Plus d’interdépendance, moins de solidarité

Dialoguant avec le philosophe italien Nuccio Ordine[9], Edgar Morin est revenu sur la responsabilité du capitalisme financier néolibéral. Celui-ci « a déclenché les grands problèmes qui affligent notre planète : l’endommagement de la biosphère, la crise générale de la démocratie, l’accroissement des inégalités et des injustices, la prolifération des armements, les nouveaux autoritarismes démagogiques, Etats-Unis et Brésil en tête ». Nuccio Ordine et Edgar Morin s’accordent à constater un paradoxe mortifère. « La pandémie a démontré que l’humanité est un seul continent et que les humains sont profondément liés entre eux. » Or « la diffusion du capitalisme agressif dans les années 1990, » a rendu les nations très interdépendantes, mais a déclenché « des formes d’égoïsme et d’ultranationalisme. » Celles-ci ont relancé des fermetures identitaires et alimenté de dangereux souverainismes. Dangereux politiquement pour nos libertés et, dans l’immédiat, pour nos santés, nos économies, parce qu’ils empêchent des réponses concertées, bien plus efficaces, au coronavirus.

Des oasis de pensée libre, de fraternité

Edgar Morin a expliqué, avec Mauro Ceruti, que nous devons choisir notre l’Europe, celle d’Hitler ou celle d’Erasme[10]. Aujourd’hui, il stigmatise « la pseudo Europe des banquiers et des technocrates qui a massacré ces dernières années les idéaux authentiques européens », contrant chaque tentative de construction d’une conscience communautaire. La pandémie va-t-elle déboucher sur « quelque progrès politique, économique, social, comme il y en eut peu après la Seconde Guerre mondiale ? » Que deviendra « le réveil de solidarité provoqué pendant le confinement, non seulement pour les médecins et infirmières, mais aussi pour les derniers de cordée, éboueurs, manutentionnaires, livreurs, caissières, sans qui nous n’aurions pu survivre alors que nous avons pu nous passer de Medef et de CAC 40 ? » Edgar Morin pense que « la pratique massive du télétravail qu’entraîne le confinement » pourrait « changer le fonctionnement des entreprises encore trop hiérarchiques ou autoritaires » et favoriser une relocalisation de l’industrie. Il aimerait que l’expérience du confinement fasse reculer « l’intoxication consommatrice et l’obéissance à l’incitation publicitaire. » Il ne se fait pas trop d’illusions : « il faudra d’autres incitations et de nouvelles prises de conscience pour qu’une révolution s’opère dans ce domaine. Toutefois, il y a l’espoir que la lente évolution commencée s’accélère ».
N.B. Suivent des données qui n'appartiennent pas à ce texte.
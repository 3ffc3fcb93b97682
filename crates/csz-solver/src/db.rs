//! The type database seam.
//!
//! Analysis code talks to `&dyn TypeDatabase`; `TypeStore` is the in-memory
//! implementation that library loaders (the core library builder, fixture
//! files, tests) populate through the declaration builders below.

use crate::def::{
    CollectionBuilderAttr, DefFlags, DefId, DefKind, DefinitionInfo, DefinitionStore, WellKnownType,
};
use crate::intern::TypeInterner;
use crate::types::{
    Accessibility, MethodFlags, MethodId, MethodInfo, MethodKind, ParamInfo, ParamKind,
    PropertyId, PropertyInfo, TypeArgs, TypeData, TypeId, TypeParamConstraints, TypeParamId,
    TypeParamInfo, TypeParamOwner,
};
use csz_common::interner::{Atom, ShardedInterner};
use csz_common::language::Feature;
use smallvec::SmallVec;
use std::sync::Arc;
use tracing::debug;

/// Read access to types and definitions, plus interning of new types.
pub trait TypeDatabase: Send + Sync {
    fn atoms(&self) -> &ShardedInterner;
    fn interner(&self) -> &TypeInterner;
    fn defs(&self) -> &DefinitionStore;

    fn intern(&self, data: TypeData) -> TypeId {
        self.interner().intern(data)
    }

    fn lookup(&self, id: TypeId) -> Option<TypeData> {
        self.interner().lookup(id)
    }

    fn atom(&self, text: &str) -> Atom {
        self.atoms().intern(text)
    }

    fn resolve_atom(&self, atom: Atom) -> Arc<str> {
        self.atoms().resolve(atom)
    }

    fn named(&self, def: DefId, args: &[TypeId]) -> TypeId {
        self.intern(TypeData::Named {
            def,
            args: SmallVec::from_slice(args),
        })
    }

    fn array(&self, element: TypeId, rank: u8) -> TypeId {
        self.intern(TypeData::Array { element, rank })
    }

    fn pointer(&self, pointee: TypeId) -> TypeId {
        self.intern(TypeData::Pointer(pointee))
    }

    fn nullable(&self, underlying: TypeId) -> TypeId {
        self.intern(TypeData::Nullable(underlying))
    }

    fn nullable_ref(&self, underlying: TypeId) -> TypeId {
        self.intern(TypeData::NullableRef(underlying))
    }

    fn type_param_type(&self, param: TypeParamId) -> TypeId {
        self.intern(TypeData::TypeParameter(param))
    }

    fn function_pointer(&self, params: &[TypeId], ret: TypeId) -> TypeId {
        self.intern(TypeData::FunctionPointer {
            params: TypeArgs::from_slice(params),
            ret,
        })
    }

    /// `Named` type for a well-known definition, when the library defines it.
    fn well_known_type(&self, tag: WellKnownType, args: &[TypeId]) -> Option<TypeId> {
        let def = self.defs().well_known(tag)?;
        Some(self.named(def, args))
    }

    /// The definition behind a `Named` type.
    fn def_of(&self, ty: TypeId) -> Option<DefId> {
        match self.lookup(ty)? {
            TypeData::Named { def, .. } => Some(def),
            _ => None,
        }
    }

    /// Well-known tag and type arguments of a `Named` type.
    fn well_known_of(&self, ty: TypeId) -> Option<(WellKnownType, TypeArgs)> {
        match self.lookup(ty)? {
            TypeData::Named { def, args } => {
                let tag = self.defs().get_well_known_tag(def)?;
                Some((tag, args))
            }
            _ => None,
        }
    }
}

// =============================================================================
// TypeStore
// =============================================================================

/// In-memory type database shared by every body of one compilation.
pub struct TypeStore {
    atoms: ShardedInterner,
    interner: TypeInterner,
    defs: DefinitionStore,
}

impl TypeDatabase for TypeStore {
    fn atoms(&self) -> &ShardedInterner {
        &self.atoms
    }

    fn interner(&self) -> &TypeInterner {
        &self.interner
    }

    fn defs(&self) -> &DefinitionStore {
        &self.defs
    }
}

impl Default for TypeStore {
    fn default() -> Self {
        Self::new()
    }
}

impl TypeStore {
    pub fn new() -> Self {
        let atoms = ShardedInterner::new();
        atoms.intern_common();
        Self {
            atoms,
            interner: TypeInterner::new(),
            defs: DefinitionStore::new(),
        }
    }

    /// Register a type declaration.
    ///
    /// Type parameters are allocated here so member signatures can refer to
    /// them through `type_params_of`. Declarations whose metadata name matches
    /// a well-known type are tagged automatically, so a library that defines
    /// `System.Collections.Generic.List<T>` itself is recognized.
    pub fn declare(&self, decl: TypeDecl) -> DefId {
        let containing_name = decl
            .containing
            .and_then(|c| self.defs.get_name(c))
            .map(|a| self.atoms.resolve(a));
        let metadata_name = match &containing_name {
            Some(outer) => format!("{outer}+{}", decl.name),
            None => decl.name.clone(),
        };
        let namespace = match decl.containing {
            Some(outer) => self
                .defs
                .get(outer)
                .map(|info| info.namespace)
                .unwrap_or(Atom::NONE),
            None => self.atoms.intern(&decl.namespace),
        };
        let namespace_text = self.atoms.resolve(namespace);
        let well_known = WellKnownType::from_metadata_name(
            &namespace_text,
            &metadata_name,
            decl.type_params.len(),
        );

        let mut info = DefinitionInfo::new(
            decl.kind,
            namespace,
            self.atoms.intern(&decl.name),
            self.atoms.intern(&decl.assembly),
        );
        info.accessibility = decl.accessibility;
        info.flags = decl.flags;
        info.containing = decl.containing;
        info.well_known = well_known;
        let def = self.defs.register(info);

        let params: Vec<TypeParamId> = decl
            .type_params
            .iter()
            .enumerate()
            .map(|(index, name)| {
                self.defs.add_type_param(TypeParamInfo {
                    name: self.atoms.intern(name),
                    owner: TypeParamOwner::Type(def),
                    index: index as u32,
                    constraints: TypeParamConstraints::default(),
                })
            })
            .collect();
        self.defs.set_type_params(def, params);
        debug!(
            def = def.0,
            name = %metadata_name,
            well_known = ?well_known,
            "declared type"
        );
        def
    }

    /// Type parameters of a declaration, as types usable in signatures.
    pub fn type_params_of(&self, def: DefId) -> Vec<TypeId> {
        self.defs
            .get_type_params(def)
            .into_iter()
            .map(|tp| self.type_param_type(tp))
            .collect()
    }

    /// The declaration applied to its own type parameters (`List<T>` inside `List<T>`).
    pub fn self_type(&self, def: DefId) -> TypeId {
        let args = self.type_params_of(def);
        self.named(def, &args)
    }

    /// Allocate a method type parameter before its method exists.
    pub fn method_type_param(&self, name: &str, index: u32) -> (TypeParamId, TypeId) {
        let id = self.defs.add_type_param(TypeParamInfo {
            name: self.atoms.intern(name),
            owner: TypeParamOwner::Pending,
            index,
            constraints: TypeParamConstraints::default(),
        });
        (id, self.type_param_type(id))
    }

    pub fn set_constraints(&self, param: TypeId, constraints: TypeParamConstraints) {
        if let Some(TypeData::TypeParameter(id)) = self.lookup(param) {
            self.defs.set_constraints(id, constraints);
        }
    }

    pub fn set_base(&self, def: DefId, base: TypeId) {
        self.defs.set_base(def, base);
    }

    pub fn add_interface(&self, def: DefId, interface: TypeId) {
        self.defs.add_interface(def, interface);
    }

    /// Attach `[CollectionBuilder(typeof(builder), method)]` to `def`.
    pub fn set_collection_builder(&self, def: DefId, builder: DefId, method: &str) {
        let method = self.atoms.intern(method);
        self.defs
            .set_collection_builder(def, CollectionBuilderAttr { builder, method });
    }

    pub fn add_method(&self, def: DefId, decl: MethodDecl) -> MethodId {
        let params = decl
            .params
            .into_iter()
            .map(|(name, ty, kind, by_ref)| ParamInfo {
                name: self.atoms.intern(&name),
                ty,
                kind,
                by_ref,
            })
            .collect();
        self.defs.add_method(MethodInfo {
            name: self.atoms.intern(&decl.name),
            declaring: def,
            kind: decl.kind,
            accessibility: decl.accessibility,
            flags: decl.flags,
            type_params: decl.type_params,
            params,
            return_type: decl.return_type,
            explicit_interface: decl.explicit_interface,
            conditional: decl.conditional.as_deref().map(|s| self.atoms.intern(s)),
            required_feature: decl.required_feature,
        })
    }

    pub fn add_property(&self, def: DefId, decl: PropertyDecl) -> PropertyId {
        self.defs.add_property(PropertyInfo {
            name: self.atoms.intern(&decl.name),
            declaring: def,
            ty: decl.ty,
            accessibility: decl.accessibility,
            is_static: decl.is_static,
            has_getter: decl.has_getter,
            is_new: decl.is_new,
        })
    }
}

// =============================================================================
// Declaration builders
// =============================================================================

/// Builder for a type declaration registered through `TypeStore::declare`.
#[derive(Clone, Debug)]
pub struct TypeDecl {
    pub kind: DefKind,
    pub namespace: String,
    pub name: String,
    pub type_params: Vec<String>,
    pub accessibility: Accessibility,
    pub flags: DefFlags,
    pub containing: Option<DefId>,
    pub assembly: String,
}

impl TypeDecl {
    pub fn new(kind: DefKind, namespace: &str, name: &str) -> Self {
        Self {
            kind,
            namespace: namespace.to_string(),
            name: name.to_string(),
            type_params: Vec::new(),
            accessibility: Accessibility::Public,
            flags: DefFlags::empty(),
            containing: None,
            assembly: "System.Runtime".to_string(),
        }
    }

    pub fn class(namespace: &str, name: &str) -> Self {
        Self::new(DefKind::Class, namespace, name)
    }

    pub fn structure(namespace: &str, name: &str) -> Self {
        Self::new(DefKind::Struct, namespace, name)
    }

    pub fn ref_struct(namespace: &str, name: &str) -> Self {
        Self::new(DefKind::RefStruct, namespace, name)
    }

    pub fn interface(namespace: &str, name: &str) -> Self {
        Self::new(DefKind::Interface, namespace, name).flags(DefFlags::ABSTRACT)
    }

    pub fn type_params(mut self, names: &[&str]) -> Self {
        self.type_params = names.iter().map(|s| s.to_string()).collect();
        self
    }

    pub fn flags(mut self, flags: DefFlags) -> Self {
        self.flags |= flags;
        self
    }

    pub fn accessibility(mut self, accessibility: Accessibility) -> Self {
        self.accessibility = accessibility;
        self
    }

    pub fn nested_in(mut self, outer: DefId) -> Self {
        self.containing = Some(outer);
        self
    }

    pub fn assembly(mut self, assembly: &str) -> Self {
        self.assembly = assembly.to_string();
        self
    }
}

/// Builder for a method, constructor or conversion operator.
#[derive(Clone, Debug)]
pub struct MethodDecl {
    pub name: String,
    pub kind: MethodKind,
    pub accessibility: Accessibility,
    pub flags: MethodFlags,
    pub type_params: Vec<TypeParamId>,
    pub params: Vec<(String, TypeId, ParamKind, bool)>,
    pub return_type: TypeId,
    pub explicit_interface: Option<TypeId>,
    pub conditional: Option<String>,
    pub required_feature: Option<Feature>,
}

impl MethodDecl {
    pub fn new(name: &str) -> Self {
        Self {
            name: name.to_string(),
            kind: MethodKind::Ordinary,
            accessibility: Accessibility::Public,
            flags: MethodFlags::empty(),
            type_params: Vec::new(),
            params: Vec::new(),
            return_type: TypeId::VOID,
            explicit_interface: None,
            conditional: None,
            required_feature: None,
        }
    }

    pub fn constructor() -> Self {
        let mut decl = Self::new(".ctor");
        decl.kind = MethodKind::Constructor;
        decl
    }

    /// `public static implicit operator Target(Source value)` and friends.
    pub fn conversion(implicit: bool, source: TypeId, target: TypeId) -> Self {
        let mut decl = Self::new(if implicit { "op_Implicit" } else { "op_Explicit" });
        decl.kind = MethodKind::Conversion { implicit };
        decl.flags = MethodFlags::STATIC;
        decl.params.push(("value".to_string(), source, ParamKind::Normal, false));
        decl.return_type = target;
        decl
    }

    pub fn param(mut self, name: &str, ty: TypeId) -> Self {
        self.params.push((name.to_string(), ty, ParamKind::Normal, false));
        self
    }

    pub fn optional_param(mut self, name: &str, ty: TypeId) -> Self {
        self.params.push((name.to_string(), ty, ParamKind::Optional, false));
        self
    }

    pub fn params_param(mut self, name: &str, ty: TypeId) -> Self {
        self.params.push((name.to_string(), ty, ParamKind::Params, false));
        self
    }

    pub fn ref_param(mut self, name: &str, ty: TypeId) -> Self {
        self.params.push((name.to_string(), ty, ParamKind::Normal, true));
        self
    }

    pub fn returns(mut self, ty: TypeId) -> Self {
        self.return_type = ty;
        self
    }

    pub fn flags(mut self, flags: MethodFlags) -> Self {
        self.flags |= flags;
        self
    }

    pub fn accessibility(mut self, accessibility: Accessibility) -> Self {
        self.accessibility = accessibility;
        self
    }

    pub fn generic(mut self, params: &[TypeParamId]) -> Self {
        self.type_params = params.to_vec();
        self
    }

    /// Static extension method; the first parameter is the receiver.
    pub fn extension(mut self, receiver: TypeId) -> Self {
        self.flags |= MethodFlags::STATIC | MethodFlags::EXTENSION;
        self.params
            .insert(0, ("this".to_string(), receiver, ParamKind::Normal, false));
        self
    }

    pub fn explicit_impl(mut self, interface: TypeId) -> Self {
        self.flags |= MethodFlags::EXPLICIT_INTERFACE_IMPL;
        self.accessibility = Accessibility::Private;
        self.explicit_interface = Some(interface);
        self
    }

    pub fn conditional(mut self, symbol: &str) -> Self {
        self.conditional = Some(symbol.to_string());
        self
    }

    pub fn requires(mut self, feature: Feature) -> Self {
        self.required_feature = Some(feature);
        self
    }
}

#[derive(Clone, Debug)]
pub struct PropertyDecl {
    pub name: String,
    pub ty: TypeId,
    pub accessibility: Accessibility,
    pub is_static: bool,
    pub has_getter: bool,
    pub is_new: bool,
}

impl PropertyDecl {
    pub fn new(name: &str, ty: TypeId) -> Self {
        Self {
            name: name.to_string(),
            ty,
            accessibility: Accessibility::Public,
            is_static: false,
            has_getter: true,
            is_new: false,
        }
    }

    pub fn accessibility(mut self, accessibility: Accessibility) -> Self {
        self.accessibility = accessibility;
        self
    }

    pub fn write_only(mut self) -> Self {
        self.has_getter = false;
        self
    }

    pub fn static_property(mut self) -> Self {
        self.is_static = true;
        self
    }
}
Edgar Morin s’interroge : « le néolibéralisme ébranlé reprendra-t-il les commandes ? Les nations géantes s’opposeront-elles plus que par le passé ? » Pour construire « un nouvel essor de vie conviviale et aimante vers une civilisation où se déploie la poésie de la vie, où le je s’épanouit dans un nous », il faudra que face à la régression se constituent des « îlots de résistance. » « Créons des oasis de pensée libre, de fraternité, de solidarité, défendant des valeurs universelles, humanistes qui pourront devenir une avant-garde. C’est arrivé souvent au cours de l’Histoire et cela arrivera encore ». Et lorsque des ponts relieront suffisamment d’îlots, interviendront des changements majeurs !


[1] Edgar Morin, Gianluca Bocchi, Mauro Ceruti. Un nouveau commencement. Seuil. 1991.

[2] Edgar Morin. Ethique. Conférence à Strasbourg. 14 janvier 2005. Fédération protestante de France.

[3] Edgar Morin. Contre la crétinisation d’en haut. Propos recueillis par André-Yves Portnoff. Science & Technologie n°37. Mai-juin 1991.

[4] Alice Scialoja. Parla il sociologo. Edgar Morin: «Per l’uomo è tempo di ritrovare se stesso». Avvenire.it. 15 avril 2020.

[5] Edgar Morin: cette crise devrait ouvrir nos esprits depuis longtemps confinés sur l’immédiat. Propos recueillis par Nicolas Truong. Le Monde. 19 avril 2020 et Edgar Morin. Un festival d’incertitudes. 21 avril 2020. Col. Tracts de crise n°54. Gallimard. Offert en période de confinement.

[6] Nuccio Ordine. Edgar Morin, fratelli del mondo. Corriere della Sera. 5 avril 2020.

[7] Exergue d’Edgar Morin. André-Yves Portnoff et Hervé Sérieyx. Alarme, citoyens! Sinon, aux larmes! EMS. Avril 2019.

[8] Francis Lecomte. Edgar Morin: «Nous devons vivre avec l’incertitude». Le Journal du CNRS. 6 avril 2020.

[9] Corriere della Sera. Loc.cit.

[10] Edgar MORIN et Mauro CERUTI , Notre Europe. Décomposition ou métamorphose ?, Fayard. 2014.